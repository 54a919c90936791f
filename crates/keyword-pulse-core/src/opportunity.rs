//! Opportunity classifier: segments a snapshot into actionable buckets.
//!
//! | Bucket | Rule | Order |
//! |--------|------|-------|
//! | high impression, low click | `impressions >= impression_threshold && ctr <= ctr_low_threshold` | impressions desc |
//! | quick win | `4 <= position <= 6` | impressions desc |
//! | high CTR | `ctr >= ctr_high_threshold` | CTR desc |
//!
//! Ties fall back to impressions (for CTR ordering) and then keyword key,
//! so output order is deterministic. A keyword may land in several buckets,
//! except that high-CTR and high-impression/low-click are disjoint whenever
//! `ctr_high_threshold > ctr_low_threshold`.

use std::cmp::Ordering;
use std::ops::RangeInclusive;

use serde::{Deserialize, Serialize};

use crate::models::{keyword_key, KeywordRow};
use crate::snapshot::Snapshot;

/// Positions one step below the top three.
pub const QUICK_WIN_POSITIONS: RangeInclusive<f64> = 4.0..=6.0;

/// Caller-supplied thresholds. [`Default`] is the only place defaults live.
#[derive(Debug, Clone, Copy, PartialEq, Serialize, Deserialize)]
#[serde(default)]
pub struct Thresholds {
    pub impression_threshold: u64,
    pub ctr_low_threshold: f64,
    pub ctr_high_threshold: f64,
}

impl Default for Thresholds {
    fn default() -> Self {
        Self {
            impression_threshold: 100,
            ctr_low_threshold: 0.02,
            ctr_high_threshold: 0.10,
        }
    }
}

/// The three opportunity buckets, each a sorted subsequence of the input.
#[derive(Debug, Clone, Default, PartialEq, Serialize)]
pub struct Opportunities<'a> {
    pub high_impression_low_click: Vec<&'a KeywordRow>,
    pub quick_win: Vec<&'a KeywordRow>,
    pub high_ctr: Vec<&'a KeywordRow>,
}

impl Opportunities<'_> {
    pub fn is_empty(&self) -> bool {
        self.high_impression_low_click.is_empty()
            && self.quick_win.is_empty()
            && self.high_ctr.is_empty()
    }
}

pub fn classify<'a>(snapshot: &'a Snapshot, thresholds: &Thresholds) -> Opportunities<'a> {
    let pick = |keep: &dyn Fn(&KeywordRow) -> bool| -> Vec<&'a KeywordRow> {
        snapshot.rows().filter(|r| keep(*r)).collect()
    };

    let mut high_impression_low_click = pick(&|r| {
        r.impressions >= thresholds.impression_threshold && r.ctr <= thresholds.ctr_low_threshold
    });
    high_impression_low_click.sort_by(|a, b| by_impressions(a, b));

    let mut quick_win = pick(&|r| QUICK_WIN_POSITIONS.contains(&r.position));
    quick_win.sort_by(|a, b| by_impressions(a, b));

    let mut high_ctr = pick(&|r| r.ctr >= thresholds.ctr_high_threshold);
    high_ctr.sort_by(|a, b| {
        b.ctr
            .total_cmp(&a.ctr)
            .then_with(|| by_impressions(a, b))
    });

    Opportunities {
        high_impression_low_click,
        quick_win,
        high_ctr,
    }
}

fn by_impressions(a: &KeywordRow, b: &KeywordRow) -> Ordering {
    b.impressions
        .cmp(&a.impressions)
        .then_with(|| keyword_key(&a.keyword).cmp(&keyword_key(&b.keyword)))
}
//! Column normalizer: maps heterogeneous export headers onto the canonical
//! schema.
//!
//! # Matching
//!
//! Headers are compared after trimming, collapsing internal whitespace, and
//! lowercasing. Resolution runs in two passes:
//!
//! 1. **Synonyms.** Each field takes the first unclaimed header that equals
//!    one of its synonyms (`"top queries"`, `"avg. position"`, ...).
//! 2. **Stems.** Fields still unresolved take the first unclaimed header
//!    that *contains* one of their stems (`"position"`, `"impression"`, ...).
//!
//! A header is claimed by at most one field. `keyword`, `position`, and
//! `impressions` are required; `clicks` defaults to 0 and `ctr` is derived.

use std::fmt;

use serde::Serialize;

use crate::error::{Error, Result};

/// A canonical field of the keyword schema.
#[derive(Debug, Clone, Copy, PartialEq, Eq, Hash, Serialize)]
#[serde(rename_all = "lowercase")]
pub enum Field {
    Keyword,
    Position,
    Impressions,
    Clicks,
    Ctr,
}

impl Field {
    pub const ALL: [Field; 5] = [
        Field::Keyword,
        Field::Position,
        Field::Impressions,
        Field::Clicks,
        Field::Ctr,
    ];

    pub fn as_str(&self) -> &'static str {
        match self {
            Field::Keyword => "keyword",
            Field::Position => "position",
            Field::Impressions => "impressions",
            Field::Clicks => "clicks",
            Field::Ctr => "ctr",
        }
    }

    pub fn is_required(&self) -> bool {
        matches!(self, Field::Keyword | Field::Position | Field::Impressions)
    }

    fn synonyms(&self) -> &'static [&'static str] {
        match self {
            Field::Keyword => &[
                "query",
                "queries",
                "top queries",
                "search query",
                "search queries",
                "keyword",
                "keywords",
                "search term",
            ],
            Field::Position => &[
                "position",
                "avg. position",
                "avg position",
                "average position",
                "avg. pos.",
                "pos",
                "rank",
            ],
            Field::Impressions => &["impressions", "impr.", "impr", "impression"],
            Field::Clicks => &["clicks", "click", "url clicks"],
            Field::Ctr => &[
                "ctr",
                "url ctr",
                "click-through rate",
                "click through rate",
            ],
        }
    }

    fn stems(&self) -> &'static [&'static str] {
        match self {
            Field::Keyword => &["quer", "keyword"],
            Field::Position => &["position"],
            Field::Impressions => &["impression"],
            Field::Clicks => &["click"],
            Field::Ctr => &["ctr", "click-through", "click through"],
        }
    }
}

impl fmt::Display for Field {
    fn fmt(&self, f: &mut fmt::Formatter<'_>) -> fmt::Result {
        f.write_str(self.as_str())
    }
}

/// Stem pass order. CTR runs before clicks so "click-through rate" style
/// headers are not captured by the `click` stem.
const STEM_ORDER: [Field; 5] = [
    Field::Keyword,
    Field::Position,
    Field::Impressions,
    Field::Ctr,
    Field::Clicks,
];

/// A source column bound to a canonical field.
#[derive(Debug, Clone, PartialEq, Eq)]
pub struct ColumnRef {
    /// Zero-based index into the header row.
    pub index: usize,
    /// Header text as it appears in the source.
    pub name: String,
}

/// Resolved mapping from canonical fields to source columns.
#[derive(Debug, Clone, PartialEq, Eq)]
pub struct ColumnMap {
    pub keyword: ColumnRef,
    pub position: ColumnRef,
    pub impressions: ColumnRef,
    pub clicks: Option<ColumnRef>,
    pub ctr: Option<ColumnRef>,
}

impl ColumnMap {
    pub fn get(&self, field: Field) -> Option<&ColumnRef> {
        match field {
            Field::Keyword => Some(&self.keyword),
            Field::Position => Some(&self.position),
            Field::Impressions => Some(&self.impressions),
            Field::Clicks => self.clicks.as_ref(),
            Field::Ctr => self.ctr.as_ref(),
        }
    }
}

/// Normalize a header cell for comparison.
pub fn normalize_header(raw: &str) -> String {
    raw.trim_start_matches('\u{feff}')
        .split_whitespace()
        .collect::<Vec<_>>()
        .join(" ")
        .to_lowercase()
}

/// Resolve the canonical schema from a header row.
///
/// Fails with [`Error::Schema`] naming the first required field that has
/// no matching header.
///
/// ```rust
/// use keyword_pulse_core::normalize::normalize_columns;
///
/// let map = normalize_columns(&["Top queries", "Clicks", "Impressions", "Position"]).unwrap();
/// assert_eq!(map.keyword.name, "Top queries");
/// assert_eq!(map.position.index, 3);
/// assert!(map.ctr.is_none());
/// ```
pub fn normalize_columns<S: AsRef<str>>(headers: &[S]) -> Result<ColumnMap> {
    let normalized: Vec<String> = headers
        .iter()
        .map(|h| normalize_header(h.as_ref()))
        .collect();
    let mut claimed = vec![false; headers.len()];
    let mut resolved: [Option<usize>; 5] = [None; 5];

    for (slot, field) in Field::ALL.iter().enumerate() {
        let hit = (0..normalized.len()).find(|&i| {
            !claimed[i] && field.synonyms().contains(&normalized[i].as_str())
        });
        if let Some(i) = hit {
            claimed[i] = true;
            resolved[slot] = Some(i);
        }
    }

    for field in STEM_ORDER {
        let slot = field_slot(field);
        if resolved[slot].is_some() {
            continue;
        }
        let hit = (0..normalized.len()).find(|&i| {
            !claimed[i]
                && !normalized[i].is_empty()
                && field.stems().iter().any(|stem| normalized[i].contains(stem))
        });
        if let Some(i) = hit {
            claimed[i] = true;
            resolved[slot] = Some(i);
        }
    }

    let column = |field: Field| -> Option<ColumnRef> {
        resolved[field_slot(field)].map(|index| ColumnRef {
            index,
            name: headers[index].as_ref().to_string(),
        })
    };

    let required = |field: Field| -> Result<ColumnRef> {
        column(field).ok_or_else(|| Error::Schema {
            missing: field,
            available: headers.iter().map(|h| h.as_ref().to_string()).collect(),
        })
    };

    Ok(ColumnMap {
        keyword: required(Field::Keyword)?,
        position: required(Field::Position)?,
        impressions: required(Field::Impressions)?,
        clicks: column(Field::Clicks),
        ctr: column(Field::Ctr),
    })
}

fn field_slot(field: Field) -> usize {
    Field::ALL
        .iter()
        .position(|f| *f == field)
        .unwrap_or_default()
}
------------------------------------
→ EXERCISE GOAL: Starting at the line above that contains "#[derive(Debug, Clone, Default, PartialEq, Serialize)]", write out each line exactly until the line that contains "self.high_impression_low_click.is_empty()" has been written, and stop there.

→ RESULT OF THIS TASK:
#[derive(Debug, Clone, Default, PartialEq, Serialize)]
pub struct Opportunities<'a> {
    pub high_impression_low_click: Vec<&'a KeywordRow>,
    pub quick_win: Vec<&'a KeywordRow>,
    pub high_ctr: Vec<&'a KeywordRow>,
}

impl Opportunities<'_> {
    pub fn is_empty(&self) -> bool {
        self.high_impression_low_click.is_empty()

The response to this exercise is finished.